Guy Lodge 

Streaming: in praise of James Gray

The decade’s greatest US film never to have been seen in UK cinemas has been released without fanfare on BFI Player
  
  

Marion Cotillard and Joaquin Phoenix in James Gray’s masterly The Immigrant.
Magnetic… Marion Cotillard and Joaquin Phoenix in James Gray’s masterly The Immigrant. Photograph: Sportsphoto Ltd./Allstar

Away from the Netflix publicity machine, online-only film releases are rarely advertised or visibly scheduled in the same way cinema releases or even DVDs are. Some of the best ones come my way by word of mouth, or entirely by chance. So it was only from a friend’s tip last week that I learned that a title whose UK release I’ve been waiting years for has recently, quietly slipped into the streaming realm – available via the BFI Player, among other outlets. As perhaps the decade’s greatest American film to escape British cinemas entirely (no, not even in a festival context), James Gray’s The Immigrant deserves a little more fanfare than that.

A director who has been unassumingly carving out a very distinct oeuvre of burnished, throwback crime films and elegantly broken character portraits for 25 years now, Gray is used to being sidelined. Apart from in France, where he’s hailed as a non-blood heir to Coppola, his films have battled for attention beyond a dedicated core of converted critics. The Immigrant was the second of Gray’s films to be creatively meddled with, and subsequently commercially stifled, by Harvey Weinstein himself. It premiered in competition at Cannes in 2013, to reviews so damning, from British broadsheets, in particular, that no local distributor ever picked it up.

Not everyone agreed, myself included. I thought it the standout of that year’s fine lineup, an operatic, coming-to-America melodrama set in the grandest era of silent cinema, from which it happens to take many of its stylistic cues – albeit in rich, lyrical voice and blazing, bronzed colour. “Marion Cotillard’s best performance” is no modest claim, but this film can quite credibly make it: as Ewa, a Polish Catholic ingenue who washes up on Ellis Island with a tubercular sister and woebegone New York dreams, she channels the close-up soulfulness of such screen tragedians as Garbo or Gish.

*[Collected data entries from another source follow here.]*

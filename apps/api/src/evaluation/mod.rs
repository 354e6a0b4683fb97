// Resume evaluation: prompt construction, the service call, response
// validation and the HTTP handler that ties them to an upload.
// All service calls go through llm_client; nothing here talks to Gemini directly.

pub mod handlers;
pub mod parser;
pub mod pipeline;
pub mod prompts;
pub mod request;
use font8x8::{UnicodeFonts, BASIC_FONTS, LATIN_FONTS};

use super::Orientation;

pub const GLYPH_SIZE: u32 = 8;

/// Outline box drawn for characters the bitmap font does not cover.
const MISSING_GLYPH: [u8; 8] = [0x7E, 0x42, 0x42, 0x42, 0x42, 0x42, 0x7E, 0x00];

/// A monochrome bitmap of a rendered word, row-major.
#[derive(Debug, Clone, PartialEq, Eq)]
pub struct Mask {
    pub width: u32,
    pub height: u32,
    bits: Vec<bool>,
}

impl Mask {
    fn blank(width: u32, height: u32) -> Self {
        Self {
            width,
            height,
            bits: vec![false; (width * height) as usize],
        }
    }

    #[cfg(test)]
    pub fn get(&self, x: u32, y: u32) -> bool {
        self.bits[(y * self.width + x) as usize]
    }

    fn set(&mut self, x: u32, y: u32) {
        self.bits[(y * self.width + x) as usize] = true;
    }

    /// Iterates the coordinates of set pixels.
    pub fn pixels(&self) -> impl Iterator<Item = (u32, u32)> + '_ {
        self.bits
            .iter()
            .enumerate()
            .filter(|(_, on)| **on)
            .map(|(i, _)| (i as u32 % self.width, i as u32 / self.width))
    }

    /// Rotates 90° counter-clockwise: the end of the word points up.
    fn rotate_ccw(&self) -> Self {
        let mut rotated = Mask::blank(self.height, self.width);
        for (x, y) in self.pixels() {
            rotated.set(y, self.width - 1 - x);
        }
        rotated
    }
}

/// Width and height of `text` laid out horizontally at `scale`.
pub fn text_extent(text: &str, scale: u32) -> (u32, u32) {
    let chars = text.chars().count() as u32;
    (chars * GLYPH_SIZE * scale, GLYPH_SIZE * scale)
}

/// Rasterizes `text` with the 8×8 bitmap font magnified by `scale`.
pub fn rasterize(text: &str, scale: u32, orientation: Orientation) -> Mask {
    let (width, height) = text_extent(text, scale);
    let mut mask = Mask::blank(width, height);

    for (index, c) in text.chars().enumerate() {
        let origin_x = index as u32 * GLYPH_SIZE * scale;
        for (row, bits) in glyph(c).iter().enumerate() {
            for col in 0..GLYPH_SIZE {
                if bits & (1 << col) == 0 {
                    continue;
                }
                let x0 = origin_x + col * scale;
                let y0 = row as u32 * scale;
                for dy in 0..scale {
                    for dx in 0..scale {
                        mask.set(x0 + dx, y0 + dy);
                    }
                }
            }
        }
    }

    match orientation {
        Orientation::Horizontal => mask,
        Orientation::Vertical => mask.rotate_ccw(),
    }
}

fn glyph(c: char) -> [u8; 8] {
    BASIC_FONTS
        .get(c)
        .or_else(|| LATIN_FONTS.get(c))
        .unwrap_or(MISSING_GLYPH)
}
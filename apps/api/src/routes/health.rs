use axum::Json;
use serde_json::{json, Value};

/// GET /health
/// Returns a simple status object with service version.
pub async fn health_handler() -> Json<Value> {
    Json(json!({
        "status": "ok",
        "version": env!("CARGO_PKG_VERSION"),
        "service": "ats-api"
    }))
}
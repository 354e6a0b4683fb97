use rand::Rng;

use super::glyphs::Mask;

/// Tracks which canvas pixels are taken, with a summed-area table so that
/// "is this box free" is O(1).
pub struct OccupancyGrid {
    width: u32,
    height: u32,
    occupied: Vec<bool>,
    /// (width + 1) × (height + 1); entry (x, y) counts occupied pixels above
    /// and left of (x, y).
    integral: Vec<u32>,
}

impl OccupancyGrid {
    pub fn new(width: u32, height: u32) -> Self {
        Self {
            width,
            height,
            occupied: vec![false; (width * height) as usize],
            integral: vec![0; ((width + 1) * (height + 1)) as usize],
        }
    }

    fn sum_at(&self, x: u32, y: u32) -> u32 {
        self.integral[(y * (self.width + 1) + x) as usize]
    }

    fn box_is_free(&self, x: u32, y: u32, w: u32, h: u32) -> bool {
        let total = self.sum_at(x + w, y + h) + self.sum_at(x, y)
            - self.sum_at(x + w, y)
            - self.sum_at(x, y + h);
        total == 0
    }

    /// Picks a uniformly random top-left corner where a `w`×`h` box is free.
    pub fn find_position<R: Rng>(&self, w: u32, h: u32, rng: &mut R) -> Option<(u32, u32)> {
        if w == 0 || h == 0 || w > self.width || h > self.height {
            return None;
        }

        let xs = self.width - w + 1;
        let ys = self.height - h + 1;
        let free = |i: u32| self.box_is_free(i % xs, i / xs, w, h);

        let count = (0..xs * ys).filter(|&i| free(i)).count();
        if count == 0 {
            return None;
        }

        let target = rng.gen_range(0..count);
        (0..xs * ys)
            .filter(|&i| free(i))
            .nth(target)
            .map(|i| (i % xs, i / xs))
    }

    /// Marks the set pixels of `mask` at offset (x, y) as occupied.
    pub fn occupy(&mut self, x: u32, y: u32, mask: &Mask) {
        for (mx, my) in mask.pixels() {
            let (px, py) = (x + mx, y + my);
            if px < self.width && py < self.height {
                self.occupied[(py * self.width + px) as usize] = true;
            }
        }
        self.rebuild_integral();
    }

    fn rebuild_integral(&mut self) {
        let stride = (self.width + 1) as usize;
        for y in 0..self.height as usize {
            let mut row_sum = 0u32;
            for x in 0..self.width as usize {
                row_sum += self.occupied[y * self.width as usize + x] as u32;
                self.integral[(y + 1) * stride + x + 1] = self.integral[y * stride + x + 1] + row_sum;
            }
        }
    }
}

Equally magnetic is Joaquin Phoenix as the internally gnarled pimp who effectively buys Ewa and then possesses her heart. The savage, toxic, tragic romance that ensues is more conscious and critical of the era’s dire gender politics than it initially lets on, though that awareness doesn’t cut into its soaring cinematic classicism and eye-ravishing formal beauty. Darius Khondji’s cinematography cloaks inky shadows in molten gold. Film lovers here are poorer for never having seen it on a big screen, but its magic survives the small one.

It’s a good moment to brush up on Gray, as he readies his seventh and most expensive film – the sci-fi adventure Ad Astra, with Brad Pitt and Ruth Negga – for a possible Cannes debut. In anticipation, you can watch Gray’s sombrely auspicious 1994 debut Little Odessa, a Russian-American crime family saga made when he was just 25, via iTunes.

Two of his other collaborations with Joaquin Phoenix can be found on Amazon: We Own the Night (2007), a superb, steel-blue variation on the Russian mafia theme, and the spare, old-fashioned heartbreak of love triangle Two Lovers (2008), which might even make you nostalgic for the pre-Goop Gwyneth Paltrow. Amazon Prime is streaming Gray’s mostly grandly gorgeous film, 2016’s mournful historical exploration epic The Lost City of Z. But his excellent 2000 film The Yards, another undeserving casualty of Weinstein mishandling, is currently awol from UK streaming outlets: the legacy of one of our best working film-makers still isn’t quite as firm as it should be.

New to streaming and DVD this week

Widows
(Fox, 15)
An A-grade ensemble and Steve McQueen’s sharpest directorial moves give the Lynda La Plante romp a sleek-as-onyx makeover.

Fantastic Beasts: The Crimes of Grindelwald
(Warner Bros, 12)
The first film was already franchise-milking, but had some pizzazz; this just goes through the motions.

Damsel
(Universal, 15)
Robert Pattinson and Mia Wasikowska commit to the eccentric cause in this fresh, slightly precious comic western from oddball US auteurs the Zellner brothers.

Death in Venice
(Sony, 15)
A solemnly handsome Criterion Collection rerelease for Visconti’s still-sublime Thomas Mann adaptation, in all its decayed splendour.

Triple Frontier
(Netflix)
One of Netflix’s starriest originals – Ben Affleck, Oscar Isaac and so on – is a strictly rote military thriller from the usually interesting JC Chandor.